### GIVEN RECORDS:
━━━━━━━━━━━━━━━━━━━━━━━━━━━━━━

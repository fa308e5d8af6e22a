//! Error types for the GraphQL transport.

use reqwest::StatusCode;
use serde::{Deserialize, Serialize};
use thiserror::Error;

/// Message used when neither the transport nor the server supplied one.
pub const UNKNOWN_ERROR: &str = "Unknown Error";

/// How a [`GraphqlError`] was produced.
#[derive(Debug, Clone, Copy, PartialEq, Eq, Hash, Serialize, Deserialize)]
#[serde(rename_all = "snake_case")]
pub enum ErrorKind {
    /// No response was received (DNS, connect, timeout).
    Network,
    /// The response body could not be read or decoded as JSON.
    InvalidBody,
    /// The response status was outside the 2xx range.
    HttpStatus,
    /// The server answered with a non-empty `errors` list.
    Graphql,
    /// The `data` payload did not match the operation's data type.
    Decode,
    /// The variables could not be serialized to JSON.
    InvalidVariables,
}

/// Classified failure of a single GraphQL exchange.
///
/// Carries the operation name and the printed query so callers can report or
/// retry without going back to the call site.
#[derive(Debug, Clone, PartialEq, Eq, Error)]
#[error("{message}")]
pub struct GraphqlError {
    kind: ErrorKind,
    message: String,
    status: Option<u16>,
    operation_name: Option<String>,
    query: Option<String>,
}

impl GraphqlError {
    pub(crate) fn new(kind: ErrorKind, message: impl Into<String>) -> Self {
        let message = message.into();
        Self {
            kind,
            message: if message.is_empty() {
                UNKNOWN_ERROR.to_string()
            } else {
                message
            },
            status: None,
            operation_name: None,
            query: None,
        }
    }

    /// Failure carrying the status text of the exchange as its message.
    ///
    /// `reason` is the phrase the server sent on the status line; without one
    /// the registered phrase for `status` is used.
    pub(crate) fn from_status(
        kind: ErrorKind,
        status: StatusCode,
        reason: Option<&str>,
    ) -> Self {
        let message = reason
            .filter(|reason| !reason.is_empty())
            .or_else(|| status.canonical_reason())
            .unwrap_or(UNKNOWN_ERROR);
        Self::new(kind, message).with_status(status)
    }

    pub(crate) fn with_status(mut self, status: StatusCode) -> Self {
        self.status = Some(status.as_u16());
        self
    }

    pub(crate) fn with_operation(
        mut self,
        operation_name: impl Into<String>,
        query: impl Into<String>,
    ) -> Self {
        self.operation_name = Some(operation_name.into());
        self.query = Some(query.into());
        self
    }

    /// How the failure was triggered.
    #[must_use]
    pub const fn kind(&self) -> ErrorKind {
        self.kind
    }

    /// Human-readable message (status text or the first GraphQL error).
    #[must_use]
    pub fn message(&self) -> &str {
        &self.message
    }

    /// HTTP status of the exchange, when a response was received.
    #[must_use]
    pub const fn status(&self) -> Option<u16> {
        self.status
    }

    /// Operation name sent on the wire (empty for anonymous operations).
    #[must_use]
    pub fn operation_name(&self) -> Option<&str> {
        self.operation_name.as_deref()
    }

    /// Printed query text sent on the wire.
    #[must_use]
    pub fn query(&self) -> Option<&str> {
        self.query.as_deref()
    }

    /// Returns `true` if a caller-side retry could plausibly succeed.
    ///
    /// This is classification only; the transport itself never retries.
    #[must_use]
    pub fn is_retryable(&self) -> bool {
        match self.kind {
            ErrorKind::Network => true,
            ErrorKind::HttpStatus | ErrorKind::InvalidBody => self
                .status
                .and_then(|status| StatusCode::from_u16(status).ok())
                .is_some_and(|status| {
                    status.is_server_error() || status == StatusCode::TOO_MANY_REQUESTS
                }),
            ErrorKind::Graphql | ErrorKind::Decode | ErrorKind::InvalidVariables => false,
        }
    }
}

/// Result alias for transport and adapter operations.
pub type GraphqlResult<T> = Result<T, GraphqlError>;

/// Error constructing an [`OperationDocument`](crate::OperationDocument).
#[derive(Debug, Clone, PartialEq, Eq, Error)]
pub enum DocumentError {
    /// The source text is not valid GraphQL syntax.
    #[error("GraphQL syntax error: {0}")]
    Syntax(String),

    /// The document declares no operation.
    #[error("document contains no operation definition")]
    NoOperation,

    /// The document declares more than one operation.
    #[error("document contains {count} operation definitions, expected one")]
    MultipleOperations {
        /// Number of operation definitions found.
        count: usize,
    },
}

/// Error building a [`Transport`](crate::Transport) from configuration.
#[derive(Debug, Error)]
pub enum ConfigError {
    /// A configured header name is not a valid HTTP header name.
    #[error("invalid header name: {0}")]
    HeaderName(String),

    /// A configured header value is not a valid HTTP header value.
    #[error("invalid value for header {0}")]
    HeaderValue(String),

    /// The HTTP client could not be constructed.
    #[error("HTTP client error: {0}")]
    Client(#[from] reqwest::Error),

    /// The configuration could not be deserialized.
    #[error("configuration error: {0}")]
    Json(#[from] serde_json::Error),
}

#[cfg(test)]
mod tests {
    use super::*;

    #[test]
    fn status_text_becomes_message() {
        let err = GraphqlError::from_status(ErrorKind::HttpStatus, StatusCode::BAD_GATEWAY, None);
        assert_eq!(err.message(), "Bad Gateway");
        assert_eq!(err.status(), Some(502));
        assert_eq!(err.to_string(), "Bad Gateway");
    }

    #[test]
    fn server_reason_phrase_wins() {
        let err = GraphqlError::from_status(
            ErrorKind::HttpStatus,
            StatusCode::INTERNAL_SERVER_ERROR,
            Some("Database Down"),
        );
        assert_eq!(err.message(), "Database Down");
        assert_eq!(err.status(), Some(500));

        let blank =
            GraphqlError::from_status(ErrorKind::HttpStatus, StatusCode::NOT_FOUND, Some(""));
        assert_eq!(blank.message(), "Not Found");
    }

    #[test]
    fn empty_message_falls_back() {
        let err = GraphqlError::new(ErrorKind::Graphql, "");
        assert_eq!(err.message(), UNKNOWN_ERROR);
    }

    #[test]
    fn unregistered_status_has_no_reason() {
        let status = StatusCode::from_u16(599).expect("valid status");
        let err = GraphqlError::from_status(ErrorKind::HttpStatus, status, None);
        assert_eq!(err.message(), UNKNOWN_ERROR);
        assert_eq!(err.status(), Some(599));
    }

    #[test]
    fn operation_context_is_attached() {
        let err = GraphqlError::new(ErrorKind::Graphql, "boom")
            .with_status(StatusCode::OK)
            .with_operation("Viewer", "query Viewer { viewer { id } }");
        assert_eq!(err.operation_name(), Some("Viewer"));
        assert_eq!(err.query(), Some("query Viewer { viewer { id } }"));
        assert_eq!(err.kind(), ErrorKind::Graphql);
    }

    #[test]
    fn retryable_classification() {
        let network = GraphqlError::new(ErrorKind::Network, "connection refused");
        assert!(network.is_retryable());

        let server = GraphqlError::from_status(
            ErrorKind::HttpStatus,
            StatusCode::SERVICE_UNAVAILABLE,
            None,
        );
        assert!(server.is_retryable());

        let throttled = GraphqlError::from_status(
            ErrorKind::HttpStatus,
            StatusCode::TOO_MANY_REQUESTS,
            None,
        );
        assert!(throttled.is_retryable());

        let not_found =
            GraphqlError::from_status(ErrorKind::HttpStatus, StatusCode::NOT_FOUND, None);
        assert!(!not_found.is_retryable());

        let app = GraphqlError::new(ErrorKind::Graphql, "Not Found").with_status(StatusCode::OK);
        assert!(!app.is_retryable());
    }
}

━━━━━━━━━━━━━━━━━━━━━━━━━━━━━━

### WHAT NEEDS TO BE DONE:
Wherever a line in the data above contains the word "sent", copy that line.

### ANSWER FOR THE TASK:
    /// `reason` is the phrase the server sent on the status line; without one
    /// Operation name sent on the wire (empty for anonymous operations).
    /// Printed query text sent on the wire.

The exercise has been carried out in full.